[comp.sys.dec] data analysis packages

jkelly@inland.com (04/20/91)

This posting is probably not suited to the 'fortran' newsgroup, but suggestions
as to appropriate newsgroups for the posting are welcome.

Please email responses directly to me, jkelly@inland.com, I will post a summary
response to the appropriate newsgroups.

I want to establish a fairly complete list of commercial packages suitable for
database and data analysis.  The application is analysis of data from a pilot
scale industrial process, and will involve plotting the value of various values
over time, generation of summary statistics, pareto charts and other statistical
information.  I need to be able to zoom in and out on particular portions of
the data.  It would be nice to be able to box a certain portion of the data
with a mouse, and compute information local to that box such as average value,
derivative wrt time, smoothed curve, etc.  Various signal processing type
abilities might well be valuable.  For example, various signals might get
destroyed by 60 Hz noise.  Being able to try various digital filtering
techniques, might well help solve such problems.  The volume of data is likely
to be on the order of 100 variables with on the order of 20000 data points for
each variable.  I would expect the package to be able to plot 20000 data points 
in less than 10 seconds.  (believe it or not rs1 on a vax 8800 cannot meet this
requirement.  I know, I know 9600 baud to a dumb terminal, but that is the least
of its performance problems).

The likely platforms for such software are: a 386/486 pc, some unix box, some
vax box, some other box that meets the cost and performance requirements.
(Here is a opertunity for vendors to assail me with proposals).  The preferred
interface would be some type of window enviroment e.g. macintosh, open look,
motif.  Sunview, decwindows might do in a pinch, depending on how well the
package has adapted to those systems flaws.
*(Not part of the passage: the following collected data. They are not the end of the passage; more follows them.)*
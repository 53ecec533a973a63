//! Tests for the `#[derive(Record)]` macro output and row materialization.

mod common;

use common::{text, RecordingConnection};
use rowcraft_core::{
    field_index, materialize, FieldError, FieldKind, Query, Record, Row, SqlValue,
};
use rowcraft_derive::Record;

#[derive(Debug, Default, PartialEq, Record)]
pub struct Account {
    #[column]
    pub id: i64,
    #[column(name = "user_name")]
    pub name: String,
    #[column(name = "is_active")]
    pub active: bool,
    #[column]
    pub level: i16,
    #[column]
    pub score: f64,
    #[column]
    pub ratio: f32,
    #[column]
    pub nickname: Option<String>,
    #[column(name = "post_count", alias)]
    pub posts: i32,
    pub transient: Vec<u8>,
}

// =============================================================================
// Mapping
// =============================================================================

#[test]
fn test_columns_in_declaration_order() {
    let names: Vec<&str> = Account::columns().iter().map(|c| c.name).collect();
    assert_eq!(
        names,
        vec!["id", "user_name", "is_active", "level", "score", "ratio", "nickname", "post_count"]
    );
}

#[test]
fn test_column_kinds() {
    let kinds: Vec<FieldKind> = Account::columns().iter().map(|c| c.kind).collect();
    assert_eq!(
        kinds,
        vec![
            FieldKind::Long,
            FieldKind::Text,
            FieldKind::Bool,
            FieldKind::Short,
            FieldKind::Double,
            FieldKind::Float,
            FieldKind::Text,
            FieldKind::Int,
        ]
    );
}

#[test]
fn test_alias_column_is_not_a_table_column() {
    let index = field_index::<Account>();
    let posts = index.get("post_count").unwrap();
    assert_eq!(posts.field, "posts");
    assert!(!posts.table_column);
    assert_eq!(index.table_columns().count(), 7);
}

#[test]
fn test_unannotated_field_is_invisible() {
    assert!(!field_index::<Account>().contains("transient"));
    let account = Account::default();
    assert_eq!(account.value("transient"), None);
}

#[test]
fn test_value_reads_fields() {
    let account = Account {
        id: 3,
        name: String::from("ann"),
        active: true,
        nickname: None,
        ..Account::default()
    };
    assert_eq!(account.value("id"), Some(SqlValue::Int(3)));
    assert_eq!(account.value("user_name"), Some(text("ann")));
    assert_eq!(account.value("is_active"), Some(SqlValue::Bool(true)));
    assert_eq!(account.value("nickname"), Some(SqlValue::Null));
}

#[test]
fn test_set_value_errors() {
    let mut account = Account::default();
    assert_eq!(
        account.set_value("nope", SqlValue::Int(1)),
        Err(FieldError::UnknownColumn(String::from("nope")))
    );
    assert!(matches!(
        account.set_value("level", SqlValue::Int(100_000)),
        Err(FieldError::Mismatch { kind: FieldKind::Short, .. })
    ));
    account.set_value("nickname", text("al")).unwrap();
    assert_eq!(account.nickname.as_deref(), Some("al"));
}

// =============================================================================
// Materialization
// =============================================================================

#[test]
fn test_materialize_coerces_text_values() {
    let row = Row::from_pairs([
        ("id", text("12")),
        ("user_name", text("bob")),
        ("is_active", text("TRUE")),
        ("level", SqlValue::Int(2)),
        ("score", text("9.5")),
        ("ratio", SqlValue::Float(0.25)),
        ("nickname", text("b")),
        ("post_count", SqlValue::Int(40)),
    ]);
    let account: Account = materialize(&row);
    assert_eq!(
        account,
        Account {
            id: 12,
            name: String::from("bob"),
            active: true,
            level: 2,
            score: 9.5,
            ratio: 0.25,
            nickname: Some(String::from("b")),
            posts: 40,
            transient: Vec::new(),
        }
    );
}

#[test]
fn test_materialize_skips_absent_columns() {
    let row = Row::from_pairs([("id", SqlValue::Int(1)), ("unrelated", text("x"))]);
    let account: Account = materialize(&row);
    assert_eq!(account.id, 1);
    assert_eq!(account.name, "");
}

#[test]
fn test_materialize_failure_keeps_default() {
    let row = Row::from_pairs([
        ("id", text("not a number")),
        ("is_active", SqlValue::Int(7)),
        ("user_name", text("kept")),
    ]);
    let account: Account = materialize(&row);
    assert_eq!(account.id, 0);
    assert!(!account.active);
    assert_eq!(account.name, "kept");
}

#[test]
fn test_materialize_null() {
    let row = Row::from_pairs([
        ("id", SqlValue::Null),
        ("nickname", SqlValue::Null),
        ("is_active", SqlValue::Int(1)),
    ]);
    let account: Account = materialize(&row);
    assert_eq!(account.id, 0);
    assert_eq!(account.nickname, None);
    assert!(account.active);
}

// =============================================================================
// Query integration
// =============================================================================

#[test]
fn test_get_returns_typed_records() {
    let conn = RecordingConnection::with_rows(vec![
        Row::from_pairs([("id", SqlValue::Int(1)), ("user_name", text("a"))]),
        Row::from_pairs([("id", SqlValue::Int(2)), ("user_name", text("b"))]),
    ]);
    let accounts = Query::<Account>::new(&conn, "account")
        .select(&["id", "user_name"])
        .where_eq("is_active", true)
        .get()
        .unwrap();
    assert_eq!(accounts.len(), 2);
    assert_eq!(accounts[1].name, "b");
    assert_eq!(
        conn.last_statement(),
        "select `id`, `user_name` from `account` where `is_active` = '1'"
    );
}

#[test]
fn test_first_on_empty_result() {
    let conn = RecordingConnection::new();
    let found = Query::<Account>::new(&conn, "account")
        .where_eq("id", 99)
        .first()
        .unwrap();
    assert!(found.is_none());
    assert_eq!(
        conn.last_statement(),
        "select * from `account` where `id` = '99' limit 1"
    );
}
Systems that I know about include, these may or may not fit the above wish list.

rs1:  Seems unneccessarily slow, I don't know if it has a more pleasant window
type interface on some other box.  Doesn't really provide an enviroment for
playing with the data.  Has no signal processing capabilities.  Probably far
too expensive.

SAS:  Last time I used it was in 1983, seemed okay then, but I've become fussier
since.  I believe the have a workstation version of it.  I don't know how
pleasant it is to use.  It has good statistical capabilities, I don't know if
it has any signal processing capabilities.  Probably far too expensive.

IDX:  Last used it on a microcrap in 1988.  I liked the sort of interactive
fortran style programming enviroment.  At that point it just had a character
based input.  signal processing capabilities.  I don't know what its statistical
capabilities are.

PI: written specifialy for industrial process control. Its capabilities for
'playing' with data might be limited.
Given its intended market, I would imagine it is priced at 5 times what it
should be. (If I am being unnecessarily obnoxious,
please send me figures to prove me wrong).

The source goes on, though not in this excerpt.